The hooded monarch (Symposiachrus manadensis) is a species of bird in the family Monarchidae.
It is found on New Guinea. Its natural habitat is subtropical or tropical moist lowland forests. It is identified as jet black and with a white belly and feeds on small invertebrates and larvae.

==Taxonomy and systematics==
The hooded monarch was described by the French zoologists
Jean Quoy and Joseph Gaimard in 1832 from a specimen which they mistakenly claimed had been collected in Manado on the island of Célèbes (now Sulawesi). They coined the binomial name, Muscicapa manadensis. (Note: Although the volume of the Voyage de la corvette l'Astrolabe has 1830 on the title page it was not published until 1832.) In 1941 the type locality was redesignated as Manokwari in New Guinea.

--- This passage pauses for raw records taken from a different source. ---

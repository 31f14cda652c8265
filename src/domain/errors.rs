//! Domain errors for the fleetctl control plane.

use thiserror::Error;
use uuid::Uuid;

/// Domain-level errors that can occur anywhere below the HTTP surface.
#[derive(Debug, Error)]
pub enum DomainError {
    #[error("instance not found: {0}")]
    InstanceNotFound(i64),

    #[error("intent not found: {0}")]
    IntentNotFound(Uuid),

    #[error("intent execution not found: {0}")]
    ExecutionNotFound(Uuid),

    #[error("tracked app not found: {0}")]
    TrackedAppNotFound(Uuid),

    #[error("validation failed: {0}")]
    ValidationFailed(String),

    #[error("not owned by caller")]
    NotOwned,

    #[error("database error: {0}")]
    DatabaseError(String),

    #[error("serialization error: {0}")]
    SerializationError(String),

    #[error("upgrade failed at step {step}: {reason}")]
    UpgradeFailed { step: &'static str, reason: String },
}

pub type DomainResult<T> = Result<T, DomainError>;

impl From<sqlx::Error> for DomainError {
    fn from(err: sqlx::Error) -> Self {
        DomainError::DatabaseError(err.to_string())
    }
}

impl From<serde_json::Error> for DomainError {
    fn from(err: serde_json::Error) -> Self {
        DomainError::SerializationError(err.to_string())
    }
}

/// Errors raised by upstream provider clients (registry / forge).
///
/// Rate-limit is split out from every other transient failure because the
/// batch runner and resolver treat it differently: it halts the enclosing
/// sweep instead of being absorbed per-target (spec.md §4.1, §7).
#[derive(Debug, Error)]
pub enum ProviderError {
    #[error("rate limited by upstream provider")]
    RateLimited,

    #[error("transient provider error: {0}")]
    Transient(String),
}

pub type ProviderResult<T> = Result<T, ProviderError>;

The hooded monarch was originally described in the genus Muscicapa and then placed in Monarcha until moved to Symposiachrus in 2009. Alternate names include the black-and-white monarch, black-and-white monarch flycatcher and white-bellied monarch.

Superspecies Monarcha manadensis comprises 13 mainly black and white or “pied” species and ranges from the Western Islands of the Lesser Sundas into parts of Micronesia, and throughout New Guinea, tropical Australia, and the Solomons. It has a generation length of 3.27 years, with a decreasing population trend.

== Physical Characteristics ==
The Hooded Monarch has a black back with a white belly that stretches from its upper chest to lower tail. The sexes are similar in appearance and the juveniles are similar to adults but reflect a more greyish-brown color. Adult Hooded Monarchs are recorded to have long tail feathers and a bushy crest.

== Diet and Habitat ==
As of 2024 the Hooded Monarch population is estimated to cover 950,000 km^{2} and are found between elevations up to 1,200m. Hooded Monarchs are recorded to stay inside of tropical and subtropical habitats, when foraging Hooded Monarchs are observed to hide within the middle level and underbrush of the forest . Hooded Monarchs have been recorded in the Lowlands and Hill Forest of New Guinea and Indonesia and have been observed to eat small invertebrates and larvae. They are irregularly distributed and may be absent from habitats identical to their own habitat due to their resident behaviors. Hooded Monarch sightings are most numerous in flat areas of their habitat.

== Behaviors ==
Hooded Monarchs are observed to be solitary; most interactions that have been recorded between Hooded Monarchs were during their breeding season. With the exception that they have been recorded in mixed species flocks foraging for invertebrates and larvae In a mixed species flock setting Hooded Monarchs have been recorded associating with Timalidae and Pitohui uropygialis. Hooded Monarchs are classified as “residents” as they have not been recorded to migrate far from a specific location they make monotone whistles sounding like, “swee dee dee” or “dee-yuu, dewi dewi”. They can also make a single low-pitched note that has been compared to the  sound of a Symposiachrus guttula.

== Breeding Habits ==
The breeding season for Hooded Monarchs occurs between August and September. These nests are built from dark plant fibers and can be seen 1-1.65 m above ground. The eggs found are dark brown with darker spots at the larger end of the egg.